▶ **Your assignment**: Write out the data exactly, every line included.

▶ **Dataset records**:

//! 检测类型注册表
//!
//! 将配置中的 `type` 映射到探测工厂，是新增探测类型的唯一扩展点

use crate::check::base::Check;
use crate::check::http::HttpUrlProbe;
use crate::check::probe::Probe;
use crate::check::transport::{ReqwestTransport, Transport};
use crate::config::CheckConfig;
use crate::error::{ConfigError, Result};
use crate::logging::CheckLogger;
use std::collections::HashMap;
use std::fmt;
use std::sync::Arc;

/// 探测工厂：校验配置并创建探测策略
pub type ProbeFactory =
    Arc<dyn Fn(&CheckConfig) -> std::result::Result<Arc<dyn Probe>, ConfigError> + Send + Sync>;

/// 检测类型注册表
#[derive(Clone)]
pub struct CheckRegistry {
    factories: HashMap<String, ProbeFactory>,
}

impl CheckRegistry {
    /// 创建包含内置类型的注册表，HTTP探测使用 reqwest 传输
    pub fn new() -> Result<Self> {
        Ok(Self::with_transport(Arc::new(ReqwestTransport::new()?)))
    }

    /// 创建空注册表
    pub fn empty() -> Self {
        Self {
            factories: HashMap::new(),
        }
    }

    /// 创建包含内置类型的注册表，HTTP探测使用指定传输
    pub fn with_transport(transport: Arc<dyn Transport>) -> Self {
        Self::empty().register(HttpUrlProbe::TYPE, move |options| {
            let probe = HttpUrlProbe::new(options, Arc::clone(&transport))?;
            Ok(Arc::new(probe) as Arc<dyn Probe>)
        })
    }

    /// 注册检测类型，同名类型会被覆盖
    pub fn register<F>(mut self, check_type: impl Into<String>, factory: F) -> Self
    where
        F: Fn(&CheckConfig) -> std::result::Result<Arc<dyn Probe>, ConfigError>
            + Send
            + Sync
            + 'static,
    {
        self.factories.insert(check_type.into(), Arc::new(factory));
        self
    }

    /// 是否包含指定类型
    pub fn contains(&self, check_type: &str) -> bool {
        self.factories.contains_key(check_type)
    }

    /// 已注册的类型（排序后）
    pub fn types(&self) -> Vec<&str> {
        let mut types: Vec<&str> = self.factories.keys().map(String::as_str).collect();
        types.sort_unstable();
        types
    }

    /// 根据配置创建检测（不启动）
    ///
    /// 依次校验类型、探测配置和基础配置，任何一步失败都返回类型错误。
    pub fn build(
        &self,
        options: &CheckConfig,
        log: Arc<dyn CheckLogger>,
    ) -> std::result::Result<Check, ConfigError> {
        let factory =
            self.factories
                .get(&options.check_type)
                .ok_or_else(|| ConfigError::InvalidCheckType {
                    check_type: options.check_type.clone(),
                })?;

        let probe = factory(options)?;
        Check::new(options.clone(), probe, log)
    }
}

impl fmt::Debug for CheckRegistry {
    fn fmt(&self, f: &mut fmt::Formatter<'_>) -> fmt::Result {
        f.debug_struct("CheckRegistry")
            .field("types", &self.types())
            .finish()
    }
}

#[cfg(test)]
mod tests {
    use super::*;
    use crate::check::transport::ProbeRequest;
    use crate::error::TransportError;
    use crate::health::ProbeOutcome;
    use crate::logging::TracingLogger;
    use async_trait::async_trait;

    struct NoopTransport;

    #[async_trait]
    impl Transport for NoopTransport {
        async fn send(&self, _request: ProbeRequest) -> std::result::Result<(), TransportError> {
            Ok(())
        }
    }

    struct AlwaysUp;

    #[async_trait]
    impl Probe for AlwaysUp {
        fn kind(&self) -> &'static str {
            "always-up"
        }

        async fn probe(&self) -> ProbeOutcome {
            ProbeOutcome::success()
        }
    }

    fn create_test_registry() -> CheckRegistry {
        CheckRegistry::with_transport(Arc::new(NoopTransport))
    }

    #[test]
    fn test_builtin_types() {
        let registry = create_test_registry();
        assert!(registry.contains("http"));
        assert_eq!(registry.types(), vec!["http"]);
    }

    #[test]
    fn test_unknown_type_is_rejected() {
        let registry = create_test_registry();
        let result = registry.build(&CheckConfig::new("unknown", "x"), Arc::new(TracingLogger));
        assert_eq!(
            result.unwrap_err(),
            ConfigError::InvalidCheckType {
                check_type: "unknown".to_string()
            }
        );
    }

    #[test]
    fn test_probe_validation_runs_before_construction() {
        let registry = create_test_registry();
        let result = registry.build(&CheckConfig::http("api", ""), Arc::new(TracingLogger));
        assert!(matches!(result, Err(ConfigError::InvalidOption(_))));
    }

    #[tokio::test]
    async fn test_custom_type_registration() {
        let registry = create_test_registry()
            .register("always-up", |_| Ok(Arc::new(AlwaysUp) as Arc<dyn Probe>));
        assert_eq!(registry.types(), vec!["always-up", "http"]);

        let check = registry
            .build(&CheckConfig::new("always-up", "noop"), Arc::new(TracingLogger))
            .unwrap();
        assert_eq!(check.kind(), "always-up");

        check.run().await;
        assert!(check.to_json().ok);
    }
}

▶ **Result for this task**:
//! 检测类型注册表
//!
//! 将配置中的 `type` 映射到探测工厂，是新增探测类型的唯一扩展点

use crate::check::base::Check;
use crate::check::http::HttpUrlProbe;
use crate::check::probe::Probe;
use crate::check::transport::{ReqwestTransport, Transport};
use crate::config::CheckConfig;
use crate::error::{ConfigError, Result};
use crate::logging::CheckLogger;
use std::collections::HashMap;
use std::fmt;
use std::sync::Arc;

/// 探测工厂：校验配置并创建探测策略
pub type ProbeFactory =
    Arc<dyn Fn(&CheckConfig) -> std::result::Result<Arc<dyn Probe>, ConfigError> + Send + Sync>;

/// 检测类型注册表
#[derive(Clone)]
pub struct CheckRegistry {
    factories: HashMap<String, ProbeFactory>,
}

impl CheckRegistry {
    /// 创建包含内置类型的注册表，HTTP探测使用 reqwest 传输
    pub fn new() -> Result<Self> {
        Ok(Self::with_transport(Arc::new(ReqwestTransport::new()?)))
    }

    /// 创建空注册表
    pub fn empty() -> Self {
        Self {
            factories: HashMap::new(),
        }
    }

    /// 创建包含内置类型的注册表，HTTP探测使用指定传输
    pub fn with_transport(transport: Arc<dyn Transport>) -> Self {
        Self::empty().register(HttpUrlProbe::TYPE, move |options| {
            let probe = HttpUrlProbe::new(options, Arc::clone(&transport))?;
            Ok(Arc::new(probe) as Arc<dyn Probe>)
        })
    }

    /// 注册检测类型，同名类型会被覆盖
    pub fn register<F>(mut self, check_type: impl Into<String>, factory: F) -> Self
    where
        F: Fn(&CheckConfig) -> std::result::Result<Arc<dyn Probe>, ConfigError>
            + Send
            + Sync
            + 'static,
    {
        self.factories.insert(check_type.into(), Arc::new(factory));
        self
    }

    /// 是否包含指定类型
    pub fn contains(&self, check_type: &str) -> bool {
        self.factories.contains_key(check_type)
    }

    /// 已注册的类型（排序后）
    pub fn types(&self) -> Vec<&str> {
        let mut types: Vec<&str> = self.factories.keys().map(String::as_str).collect();
        types.sort_unstable();
        types
    }

    /// 根据配置创建检测（不启动）
    ///
    /// 依次校验类型、探测配置和基础配置，任何一步失败都返回类型错误。
    pub fn build(
        &self,
        options: &CheckConfig,
        log: Arc<dyn CheckLogger>,
    ) -> std::result::Result<Check, ConfigError> {
        let factory =
            self.factories
                .get(&options.check_type)
                .ok_or_else(|| ConfigError::InvalidCheckType {
                    check_type: options.check_type.clone(),
                })?;

        let probe = factory(options)?;
        Check::new(options.clone(), probe, log)
    }
}

impl fmt::Debug for CheckRegistry {
    fn fmt(&self, f: &mut fmt::Formatter<'_>) -> fmt::Result {
        f.debug_struct("CheckRegistry")
            .field("types", &self.types())
            .finish()
    }
}

#[cfg(test)]
mod tests {
    use super::*;
    use crate::check::transport::ProbeRequest;
    use crate::error::TransportError;
    use crate::health::ProbeOutcome;
    use crate::logging::TracingLogger;
    use async_trait::async_trait;

    struct NoopTransport;

    #[async_trait]
    impl Transport for NoopTransport {
        async fn send(&self, _request: ProbeRequest) -> std::result::Result<(), TransportError> {
            Ok(())
        }
    }

    struct AlwaysUp;

    #[async_trait]
    impl Probe for AlwaysUp {
        fn kind(&self) -> &'static str {
            "always-up"
        }

        async fn probe(&self) -> ProbeOutcome {
            ProbeOutcome::success()
        }
    }

    fn create_test_registry() -> CheckRegistry {
        CheckRegistry::with_transport(Arc::new(NoopTransport))
    }

    #[test]
    fn test_builtin_types() {
        let registry = create_test_registry();
        assert!(registry.contains("http"));
        assert_eq!(registry.types(), vec!["http"]);
    }

    #[test]
    fn test_unknown_type_is_rejected() {
        let registry = create_test_registry();
        let result = registry.build(&CheckConfig::new("unknown", "x"), Arc::new(TracingLogger));
        assert_eq!(
            result.unwrap_err(),
            ConfigError::InvalidCheckType {
                check_type: "unknown".to_string()
            }
        );
    }

    #[test]
    fn test_probe_validation_runs_before_construction() {
        let registry = create_test_registry();
        let result = registry.build(&CheckConfig::http("api", ""), Arc::new(TracingLogger));
        assert!(matches!(result, Err(ConfigError::InvalidOption(_))));
    }

    #[tokio::test]
    async fn test_custom_type_registration() {
        let registry = create_test_registry()
            .register("always-up", |_| Ok(Arc::new(AlwaysUp) as Arc<dyn Probe>));
        assert_eq!(registry.types(), vec!["always-up", "http"]);

        let check = registry
            .build(&CheckConfig::new("always-up", "noop"), Arc::new(TracingLogger))
            .unwrap();
        assert_eq!(check.kind(), "always-up");

        check.run().await;
        assert!(check.to_json().ok);
    }
}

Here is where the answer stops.